Lithostratigraphic column of the Northern Potwar Deformed Zone (NDPZ), Potwar Basin, northern Pakistan (modified from ref (65)).
In terms of the petroleum play of the study area, shales from the Nammal Formation (Eocene) and Patala Formation (Palaeocene) and a varying Jurassic succession have all been proposed as possible source rocks in the region.2 Oil is extracted from the Chorgali Formation, Sakesar Limestone, and Lockhart Limestone at the Meyal field. On the other hand, oil and gas are also extracted from the Datta Formation (sandstone). The reddish, brown, and purple shales of the Kuldana Formation serve as a protective seal barrier. Additional sealing for the Meyal field reservoirs is provided by the Nammal and Datta Formations (upper sections).64
3. Materials and Methods
The well-log data were collected from the Directorate General of Petroleum Concession (DGPC), Pakistan. Raw well-log data consisting of a total of six wells (M-01, M-08, M-10, M-12, M-13P, and M-17) from the MOF were used for the formation evaluation and petrophysical interpretation. Raw logging data were in the LAS file format, whereas well tops were available in the notepad file format. Numerous logs such as γ-ray (GR) (API), caliper (CALI) (in), spontaneous potential (SP) (mV), sonic (DT) (us/ft), deep resistivity (LLD) (ohm/m–1), shallow resistivity (LLS) (ohm/m–1), density (RHOB) (g/cm3), neutron porosity (NPHI) (v/v), thorium (Th) (ppm), potassium (K) (%), and photoelectric factor (PEF) (b/e) were utilized to accomplish the study. The log behavior was observed for the selection of zones of interest in the data. All petrophysical properties were calculated with Schlumberger’s Techlog and Interactive Petrophysics (IP).

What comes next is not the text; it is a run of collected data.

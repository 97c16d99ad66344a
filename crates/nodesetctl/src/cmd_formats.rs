use anyhow::Result;
use nodeset::{NodesetXmlParser, ResourceFormatParser};
use serde::Serialize;

#[derive(Serialize)]
struct FormatEntry {
    name: &'static str,
    title: &'static str,
    description: &'static str,
    extensions: &'static [&'static str],
    mime_types: &'static [&'static str],
}

pub fn run(json: bool) -> Result<()> {
    let parser = NodesetXmlParser::new();
    let entry = FormatEntry {
        name: parser.name(),
        title: parser.title(),
        description: parser.description(),
        extensions: parser.file_extensions(),
        mime_types: parser.mime_types(),
    };

    if json {
        return crate::common::print_json(&[entry]);
    }

    println!("{:<12} {:<14} {}", "FORMAT", "EXTENSIONS", "MIME TYPES");
    println!(
        "{:<12} {:<14} {}",
        entry.name,
        entry.extensions.join(","),
        entry.mime_types.join(" ")
    );
    Ok(())
}
use std::path::Path;

use anyhow::{anyhow, Result};

use crate::common::{self, NodeEntry};

pub fn run(input: &Path, name: &str, json: bool) -> Result<()> {
    let nodes = common::load_nodes(input)?;
    let node = nodes
        .get(name)
        .ok_or_else(|| anyhow!("node '{name}' not found in {}", input.display()))?;

    if json {
        common::print_json(&NodeEntry::from(node))?;
        return Ok(());
    }

    println!("{}", node.name);
    for (key, value) in &node.attributes {
        println!("  {key:<24} {value}");
    }
    println!("  {:<24} {}", "tags", common::format_tags(node));
    Ok(())
}
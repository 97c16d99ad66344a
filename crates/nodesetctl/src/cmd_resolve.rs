use std::path::Path;

use anyhow::Result;
use nodeset::ResolvedNode;

use crate::common::{self, NodeEntry};

pub fn run(input: &Path, tag: Option<&str>, json: bool) -> Result<()> {
    let nodes = common::load_nodes(input)?;
    let selected: Vec<&ResolvedNode> = match tag {
        Some(tag) => nodes.with_tag(tag).collect(),
        None => nodes.iter().collect(),
    };

    if json {
        let entries: Vec<NodeEntry<'_>> = selected.iter().copied().map(NodeEntry::from).collect();
        common::print_json(&entries)?;
        return Ok(());
    }

    if selected.is_empty() {
        println!("No nodes resolved.");
        return Ok(());
    }

    println!("{:<24} {:<28} {:<6} {}", "NAME", "HOSTNAME", "ATTRS", "TAGS");
    for node in selected {
        println!(
            "{:<24} {:<28} {:<6} {}",
            node.name,
            node.attribute("hostname").unwrap_or("-"),
            node.attributes.len(),
            common::format_tags(node),
        );
    }

    Ok(())
}
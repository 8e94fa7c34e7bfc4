use std::time::Duration;

/// Writer-side seed: large, so readers are conservative until real fill
/// times come in.
pub const WRITE_ESTIMATE_SEED: Duration = Duration::from_secs(2);

/// Reader-side seed for the swap-protection time.
pub const PROTECTION_SEED: Duration = Duration::from_micros(1);

/// Exponentially weighted duration estimate, `e = (7e + sample) / 8`.
#[derive(Debug, Clone, Copy, PartialEq, Eq)]
pub struct SwapPredictor {
    estimate_ns: u64,
}

impl SwapPredictor {
    pub fn new(seed: Duration) -> Self {
        Self {
            estimate_ns: dermis_rt::as_ns(seed),
        }
    }

    pub fn for_writer() -> Self {
        Self::new(WRITE_ESTIMATE_SEED)
    }

    pub fn for_reader() -> Self {
        Self::new(PROTECTION_SEED)
    }

    #[inline]
    pub fn estimate_ns(&self) -> u64 {
        self.estimate_ns
    }

    #[inline]
    pub fn update(&mut self, sample_ns: u64) {
        self.estimate_ns = ((self.estimate_ns as u128 * 7 + sample_ns as u128) >> 3) as u64;
    }

    /// Feed only samples above the current estimate, so it can only grow.
    #[inline]
    pub fn update_if_larger(&mut self, sample_ns: u64) {
        if sample_ns > self.estimate_ns {
            self.update(sample_ns);
        }
    }
}
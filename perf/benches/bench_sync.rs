use criterion::{Criterion, black_box, criterion_group, criterion_main};
use dermis_rt::{Semaphore, TimedRwLock, now_ns};
use std::time::{Duration, Instant};

fn bench_clock(c: &mut Criterion) {
    c.bench_function("now_ns", |b| {
        b.iter(|| black_box(now_ns()));
    });
    c.bench_function("Instant::now", |b| {
        b.iter(|| black_box(Instant::now()));
    });
}

fn bench_rwlock(c: &mut Criterion) {
    let lock = TimedRwLock::new("bench");
    c.bench_function("rwlock try_read + release", |b| {
        b.iter(|| black_box(lock.try_read().is_ok()));
    });
    c.bench_function("rwlock write_for + release (uncontended)", |b| {
        b.iter(|| black_box(lock.write_for(Duration::from_millis(1)).is_ok()));
    });
}

fn bench_semaphore(c: &mut Criterion) {
    let sem = Semaphore::new("bench", 0);
    c.bench_function("semaphore post + try_wait", |b| {
        b.iter(|| {
            sem.post();
            black_box(sem.try_wait().is_ok())
        });
    });
}

criterion_group!(benches, bench_clock, bench_rwlock, bench_semaphore);
criterion_main!(benches);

The workflow embraced for the present study is shown in Figure 3, and the methods employed are as follows:
Figure 3.
Workflow adopted in the study for the evaluation of prospects and hydrocarbon potential assessment of the MOF.
3.1. Precomputation Data Conditioning
After the data were successfully loaded and corrected, the true vertical depth was calculated, and considering the objective of the research study and the data available, the data processing started with precomputation, which is divided into two parts, i.e., bad hole flag and borehole computation.
3.1.1. Bad Hole Flag
The bad hole flag module can determine those intervals in the data where there are borehole breakouts that can affect the quality of the different measurements, especially the density tool. The caliper log and bit size are basic tools to estimate the borehole diameter.66 The computation of bad holes was based primarily on algorithm testing; the data displayed red flags indicating bad holes if there were variations among the bit size diameters and if the caliper log was higher than the user-defined cut-off. 0 and 1 were predefined values for a bad hole flag with other values set appropriately to run the computations. A new variable curve named BH_FL_BS was added to the dataset as an output variable of this computation. Bad hole flag computation for all wells is shown in Figure 4.
Figure 4.
Bad hole flag computation for wells M-01, M-08, M-10, M-12, M-13P, and M-17 (from left to right).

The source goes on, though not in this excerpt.